— Ну и как, налаживается в наши дни связь с прессой?
Они сидели в его наскоро прибранной гостиной. Предмет гордости и восхищения Ребуса — музыкальный центр «Накамичи» — ублажал их одной из джазовых записей, входивших в его коллекцию для ночного прослушивания. Композицией Стэна Гетца или Коулмана Хокинса.
Поскольку Джилл призналась, что изредка ест рыбу, Ребус поскреб по сусекам и сделал несколько бутербродов с тунцом и помидором. Бутылка вина была откупорена, и Ребус сварил кофейник свежемолотого кофе (угощение, обычно приберегавшееся для воскресных завтраков). Потом он сел напротив своей гостьи и стал смотреть, как она ест. Он едва заметно вздрогнул при мысли, что впервые после того, как ушла Рона, принимает у себя женщину, но потом припомнил — очень смутно — парочку других романов на одну ночь.
— Связь с прессой налаживается успешно. Уверяю вас, это не совсем напрасная трата времени. В наши дни она служит полезной цели.

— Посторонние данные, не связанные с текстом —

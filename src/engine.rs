//! `WeatherEngine`: the single place that wires Ingestor, Fuser,
//! PatternDetector, AlertService and RiskScorer together behind the
//! consumer-facing API. Holds no business logic of its own beyond
//! wiring and boundary validation.

use std::sync::Arc;

use chrono::{DateTime, Utc};

use crate::alerts;
use crate::circuit_breaker::CircuitBreakerRegistry;
use crate::config::EngineConfig;
use crate::domain::{
    DetectedPattern, OperationalAlert, RiskProfile, RiskScore, SourceID, UnifiedForecast,
};
use crate::error::{Error, Result};
use crate::fuser;
use crate::ingestor::Ingestor;
use crate::patterns;
use crate::provider::ProviderClient;
use crate::risk;

fn validate_coordinates(lat: f64, lon: f64) -> Result<()> {
    if !(-90.0..=90.0).contains(&lat) {
        return Err(Error::Validation(format!("latitude {lat} out of range [-90, 90]")));
    }
    if !(-180.0..=180.0).contains(&lon) {
        return Err(Error::Validation(format!("longitude {lon} out of range [-180, 180]")));
    }
    Ok(())
}

fn validate_hours(hours: u32, max: u32, label: &str) -> Result<()> {
    if hours == 0 || hours > max {
        return Err(Error::Validation(format!(
            "{label} must be between 1 and {max} (got {hours})"
        )));
    }
    Ok(())
}

pub struct WeatherEngine {
    ingestor: Ingestor,
}

impl WeatherEngine {
    pub fn new(config: EngineConfig, providers: Vec<Arc<dyn ProviderClient>>) -> Self {
        let sources: Vec<SourceID> = providers.iter().map(|p| p.source()).collect();
        let breaker_settings = config.breaker_settings.clone();
        let breakers = Arc::new(CircuitBreakerRegistry::new(
            move |source| breaker_settings.get(&source).cloned().unwrap_or_default(),
            &sources,
        ));
        let ingestor = Ingestor::new(providers, breakers, config);
        Self { ingestor }
    }

    pub async fn get_unified_forecast(
        &self,
        lat: f64,
        lon: f64,
        hours: u32,
        sources: Option<&[SourceID]>,
    ) -> Result<Vec<UnifiedForecast>> {
        validate_coordinates(lat, lon)?;
        validate_hours(hours, 240, "hours")?;
        let base_time = Utc::now();
        let by_hour = self.ingestor.fetch_forecast(lat, lon, hours, sources).await;
        Ok(fuser::fuse_all(&by_hour, base_time, lat, lon))
    }

    pub async fn get_current_unified(
        &self,
        lat: f64,
        lon: f64,
        sources: Option<&[SourceID]>,
    ) -> Result<UnifiedForecast> {
        validate_coordinates(lat, lon)?;
        let points = self.ingestor.fetch_current(lat, lon, sources).await;
        Ok(fuser::fuse(0, Utc::now(), lat, lon, &points))
    }

    pub fn detect_patterns(&self, forecasts: &[UnifiedForecast]) -> Vec<DetectedPattern> {
        patterns::detect(forecasts)
    }

    pub fn generate_alerts(
        &self,
        patterns: &[DetectedPattern],
        forecasts: &[UnifiedForecast],
        now: DateTime<Utc>,
    ) -> Vec<OperationalAlert> {
        alerts::generate(patterns, forecasts, now)
    }

    pub fn calculate_risk(
        &self,
        profile: RiskProfile,
        forecasts: &[UnifiedForecast],
        patterns: &[DetectedPattern],
        alerts: &[OperationalAlert],
        hours_ahead: u32,
    ) -> Result<RiskScore> {
        validate_hours(hours_ahead, 240, "hours_ahead")?;
        Ok(risk::calculate(profile, forecasts, patterns, alerts, hours_ahead))
    }
}

#[cfg(test)]
mod tests {
    use super::*;
    use crate::providers::fake::FakeProviderClient;

    #[tokio::test]
    async fn rejects_out_of_range_coordinates() {
        let engine = WeatherEngine::new(EngineConfig::default(), vec![]);
        let result = engine.get_unified_forecast(200.0, 0.0, 24, None).await;
        assert!(matches!(result, Err(Error::Validation(_))));
    }

    #[tokio::test]
    async fn end_to_end_pipeline_runs_with_fake_providers() {
        let providers: Vec<Arc<dyn ProviderClient>> = vec![
            Arc::new(FakeProviderClient::healthy(SourceID::WrfSmn, 48)),
            Arc::new(FakeProviderClient::healthy(SourceID::WindyGfs, 48)),
        ];
        let engine = WeatherEngine::new(EngineConfig::default(), providers);
        let forecasts = engine
            .get_unified_forecast(-34.6, -58.4, 48, None)
            .await
            .unwrap();
        assert!(!forecasts.is_empty());
        let patterns = engine.detect_patterns(&forecasts);
        let alerts = engine.generate_alerts(&patterns, &forecasts, Utc::now());
        let risk = engine
            .calculate_risk(RiskProfile::General, &forecasts, &patterns, &alerts, 24)
            .unwrap();
        assert!(risk.score >= 0.0 && risk.score <= 5.0);
    }
}
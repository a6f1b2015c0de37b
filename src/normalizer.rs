//! Normalizes heterogeneous provider payloads into `NormalizedPoint`s.
//!
//! Field aliasing ("first present key wins") and the two known unit
//! ambiguities — Kelvin vs. Celsius temperatures, km/h vs. m/s wind
//! speeds — are resolved here, once, so every downstream stage can
//! assume SI units in Celsius/m/s/mm/hPa/percent.

use chrono::{DateTime, TimeZone, Utc};
use tracing::debug;

use crate::domain::{NormalizedPoint, SourceID};
use crate::provider::RawRecord;

const TEMPERATURE_KEYS: &[&str] =
    &["temperature_celsius", "temperature", "temp", "t", "T2", "t2"];
const WIND_SPEED_KEYS: &[&str] =
    &["wind_speed_ms", "wind_speed", "wind", "speed", "magViento10"];
const WIND_DIR_KEYS: &[&str] = &["wind_direction_deg", "wind_direction", "wind_dir", "dir"];
const PRECIP_KEYS: &[&str] = &[
    "precipitation_mm",
    "precipitation",
    "precip",
    "rain",
    "past3hprecip-surface",
    "PP",
];
const CLOUD_KEYS: &[&str] = &["cloud_cover_pct", "cloud_cover", "clouds", "cloudiness"];
const CLOUD_LOW_KEYS: &[&str] = &["lclouds-surface"];
const CLOUD_MID_KEYS: &[&str] = &["mclouds-surface"];
const CLOUD_HIGH_KEYS: &[&str] = &["hclouds-surface"];
const HUMIDITY_KEYS: &[&str] = &["humidity_pct", "humidity", "relative_humidity", "HR2", "rh-surface"];
const PRESSURE_KEYS: &[&str] = &["pressure_hpa", "pressure", "sea_level_pressure", "PSFC"];
const CAPE_KEYS: &[&str] = &["cape_j_kg", "cape", "cape_jkg"];
const WIND_U_KEYS: &[&str] = &["wind_u", "u", "u10", "wind_u-surface"];
const WIND_V_KEYS: &[&str] = &["wind_v", "v", "v10", "wind_v-surface"];
const TIMESTAMP_KEYS: &[&str] = &["timestamp", "time", "datetime", "ts"];

/// Kelvin readings are always > 100; Celsius readings in Argentina
/// never are. Values > 100 are therefore unambiguously Kelvin.
fn normalize_temperature(raw: f64) -> f64 {
    if raw > 100.0 {
        let celsius = raw - 273.15;
        debug!(kelvin = raw, celsius, "converted temperature from Kelvin");
        celsius
    } else {
        raw
    }
}

/// km/h readings routinely exceed 50; m/s readings essentially never
/// do for surface wind, so the same >threshold heuristic applies.
fn normalize_wind_speed(raw: f64) -> f64 {
    if raw > 50.0 {
        raw / 3.6
    } else {
        raw
    }
}

/// Pascal readings from WRF's `PSFC` routinely exceed 50_000; hPa
/// readings never do.
fn normalize_pressure(raw: f64) -> f64 {
    if raw > 50_000.0 {
        raw / 100.0
    } else {
        raw
    }
}

/// Converts wind u/v vector components (m/s, meteorological
/// convention: u = eastward, v = northward) into speed and the
/// compass bearing the wind is blowing *from*.
pub fn wind_from_components(u: f64, v: f64) -> (f64, f64) {
    let speed = (u * u + v * v).sqrt();
    let direction = (180.0 + u.atan2(v).to_degrees()).rem_euclid(360.0);
    (speed, direction)
}

fn map_source(name: &str) -> SourceID {
    match name.to_lowercase().trim() {
        "windy_ecmwf" | "ecmwf" => SourceID::WindyEcmwf,
        "windy_gfs" | "gfs" => SourceID::WindyGfs,
        "windy_icon" | "icon" => SourceID::WindyIcon,
        "wrf-smn" | "wrf_smn" | "wrfsmn" => SourceID::WrfSmn,
        other => {
            if other.contains("ecmwf") {
                SourceID::WindyEcmwf
            } else if other.contains("gfs") {
                SourceID::WindyGfs
            } else if other.contains("icon") {
                SourceID::WindyIcon
            } else {
                SourceID::WrfSmn
            }
        }
    }
}

/// Resolves a record's own timestamp: an explicit `Timestamp` field,
/// a numeric epoch-millisecond field, or `fallback` if neither parses.
fn resolve_timestamp(raw: &RawRecord, fallback: DateTime<Utc>) -> DateTime<Utc> {
    if let Some(ts) = raw.get_timestamp(TIMESTAMP_KEYS) {
        return ts;
    }
    if let Some(ms) = raw.get_f64(TIMESTAMP_KEYS) {
        if let chrono::LocalResult::Single(dt) = Utc.timestamp_millis_opt(ms as i64) {
            return dt;
        }
    }
    fallback
}

fn resolve_cloud_cover(raw: &RawRecord) -> Option<f64> {
    if let Some(direct) = raw.get_f64(CLOUD_KEYS) {
        return Some(direct);
    }
    let low = raw.get_f64(CLOUD_LOW_KEYS);
    let mid = raw.get_f64(CLOUD_MID_KEYS);
    let high = raw.get_f64(CLOUD_HIGH_KEYS);
    if low.is_none() && mid.is_none() && high.is_none() {
        return None;
    }
    let sum = low.unwrap_or(0.0) + mid.unwrap_or(0.0) + high.unwrap_or(0.0);
    Some(sum.min(100.0))
}

/// Normalizes a single raw provider record into the canonical schema.
///
/// `source` is the identity asserted by the caller (the provider that
/// produced `raw`), not re-derived from the payload — the payload's
/// own `source` field, if present, is informational only.
pub fn normalize(
    raw: &RawRecord,
    source: SourceID,
    forecast_hour: u32,
    latitude: f64,
    longitude: f64,
    fallback_timestamp: DateTime<Utc>,
) -> NormalizedPoint {
    let timestamp = resolve_timestamp(raw, fallback_timestamp);

    let temperature_celsius = raw.get_f64(TEMPERATURE_KEYS).map(normalize_temperature);

    let (wind_speed_ms, wind_direction_deg) =
        match (raw.get_f64(WIND_U_KEYS), raw.get_f64(WIND_V_KEYS)) {
            (Some(u), Some(v)) => {
                let (speed, dir) = wind_from_components(u, v);
                (Some(speed), Some(dir))
            }
            _ => (
                raw.get_f64(WIND_SPEED_KEYS).map(normalize_wind_speed),
                raw.get_f64(WIND_DIR_KEYS),
            ),
        };

    NormalizedPoint::new(
        source,
        timestamp,
        forecast_hour,
        latitude,
        longitude,
        temperature_celsius,
        wind_speed_ms,
        wind_direction_deg,
        raw.get_f64(PRECIP_KEYS),
        resolve_cloud_cover(raw),
        raw.get_f64(HUMIDITY_KEYS),
        raw.get_f64(PRESSURE_KEYS).map(normalize_pressure),
        raw.get_f64(CAPE_KEYS),
    )
}

/// Normalizes a provider's whole forecast run. `forecast_hour` for
/// item `i` is `max(0, hoursBetween(records[i].timestamp,
/// records[0].timestamp))` — records lacking a parseable timestamp of
/// their own fall back to `base_time`.
pub fn normalize_batch(
    raw_records: &[RawRecord],
    source: SourceID,
    latitude: f64,
    longitude: f64,
    base_time: DateTime<Utc>,
) -> Vec<NormalizedPoint> {
    if raw_records.is_empty() {
        return Vec::new();
    }
    let timestamps: Vec<DateTime<Utc>> =
        raw_records.iter().map(|r| resolve_timestamp(r, base_time)).collect();
    let first_ts = timestamps[0];

    raw_records
        .iter()
        .zip(timestamps.iter())
        .map(|(raw, ts)| {
            let forecast_hour = ((*ts - first_ts).num_minutes() as f64 / 60.0).round().max(0.0) as u32;
            normalize(raw, source, forecast_hour, latitude, longitude, *ts)
        })
        .collect()
}

#[cfg(test)]
mod tests {
    use super::*;
    use crate::provider::RawField;

    #[test]
    fn converts_kelvin_temperature() {
        let mut raw = RawRecord::new();
        raw.insert("temperature", RawField::Number(300.0));
        let point = normalize(&raw, SourceID::WindyGfs, 0, -34.6, -58.4, Utc::now());
        assert!((point.temperature_celsius.unwrap() - (300.0 - 273.15)).abs() < 1e-9);
    }

    #[test]
    fn leaves_celsius_temperature_untouched() {
        let mut raw = RawRecord::new();
        raw.insert("temperature", RawField::Number(22.5));
        let point = normalize(&raw, SourceID::WindyGfs, 0, -34.6, -58.4, Utc::now());
        assert_eq!(point.temperature_celsius, Some(22.5));
    }

    #[test]
    fn converts_kmh_wind_speed() {
        let mut raw = RawRecord::new();
        raw.insert("wind_speed", RawField::Number(72.0));
        let point = normalize(&raw, SourceID::WindyGfs, 0, -34.6, -58.4, Utc::now());
        assert!((point.wind_speed_ms.unwrap() - 20.0).abs() < 1e-9);
    }

    #[test]
    fn derives_speed_and_direction_from_uv_components() {
        let mut raw = RawRecord::new();
        raw.insert("u", RawField::Number(0.0));
        raw.insert("v", RawField::Number(-5.0));
        let point = normalize(&raw, SourceID::WindyGfs, 0, -34.6, -58.4, Utc::now());
        assert!((point.wind_speed_ms.unwrap() - 5.0).abs() < 1e-9);
        // wind blowing from the north (v negative == blowing southward == from 0deg)
        assert!((point.wind_direction_deg.unwrap() - 0.0).abs() < 1e-6);
    }

    #[test]
    fn maps_known_source_aliases() {
        assert_eq!(map_source("WRF-SMN"), SourceID::WrfSmn);
        assert_eq!(map_source("windy_ecmwf"), SourceID::WindyEcmwf);
        assert_eq!(map_source("totally_unknown"), SourceID::WrfSmn);
    }

    #[test]
    fn recognizes_wrf_style_aliases() {
        let mut raw = RawRecord::new();
        raw.insert("T2", RawField::Number(290.0));
        raw.insert("magViento10", RawField::Number(10.0));
        raw.insert("PP", RawField::Number(5.0));
        raw.insert("HR2", RawField::Number(60.0));
        raw.insert("PSFC", RawField::Number(101_325.0));
        let point = normalize(&raw, SourceID::WrfSmn, 0, -34.6, -58.4, Utc::now());
        assert!((point.temperature_celsius.unwrap() - (290.0 - 273.15)).abs() < 1e-9);
        assert_eq!(point.wind_speed_ms, Some(10.0));
        assert_eq!(point.precipitation_mm, Some(5.0));
        assert_eq!(point.humidity_pct, Some(60.0));
        assert!((point.pressure_hpa.unwrap() - 1013.25).abs() < 1e-6);
    }

    #[test]
    fn sums_layered_cloud_cover_when_no_direct_key_present() {
        let mut raw = RawRecord::new();
        raw.insert("lclouds-surface", RawField::Number(40.0));
        raw.insert("mclouds-surface", RawField::Number(30.0));
        raw.insert("hclouds-surface", RawField::Number(50.0));
        let point = normalize(&raw, SourceID::WrfSmn, 0, -34.6, -58.4, Utc::now());
        assert_eq!(point.cloud_cover_pct, Some(100.0));
    }

    #[test]
    fn forecast_hour_is_derived_from_each_records_own_timestamp() {
        let base = Utc::now();
        let mut raw0 = RawRecord::new();
        raw0.insert("temperature", RawField::Number(20.0));
        raw0.insert("timestamp", RawField::Timestamp(base));
        let mut raw1 = RawRecord::new();
        raw1.insert("temperature", RawField::Number(21.0));
        raw1.insert("timestamp", RawField::Timestamp(base + chrono::Duration::hours(6)));

        let points = normalize_batch(&[raw0, raw1], SourceID::WrfSmn, -34.6, -58.4, base);
        assert_eq!(points[0].forecast_hour, 0);
        assert_eq!(points[1].forecast_hour, 6);
    }
}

— Я и не думал ее недооценивать.
Она посмотрела на него, пытаясь разглядеть, не улыбается ли он.
— Знаете, — продолжала она, — многие наши коллеги считают мою работу совершенно напрасной тратой времени и сил. Уверяю вас, при расследовании такого дела, как это, крайне важно, чтобы пресса была на нашей стороне и чтобы мы имели возможность предоставлять ей информацию, которую хотим предать гласности тогда, когда это необходимо. Это избавляет нас от многих хлопот.
— Правильно, правильно!
— Не мешало бы вам быть серьезней.
Ребус рассмеялся:
— Я всегда серьезен. Стопроцентный полицейский — вот кто я такой.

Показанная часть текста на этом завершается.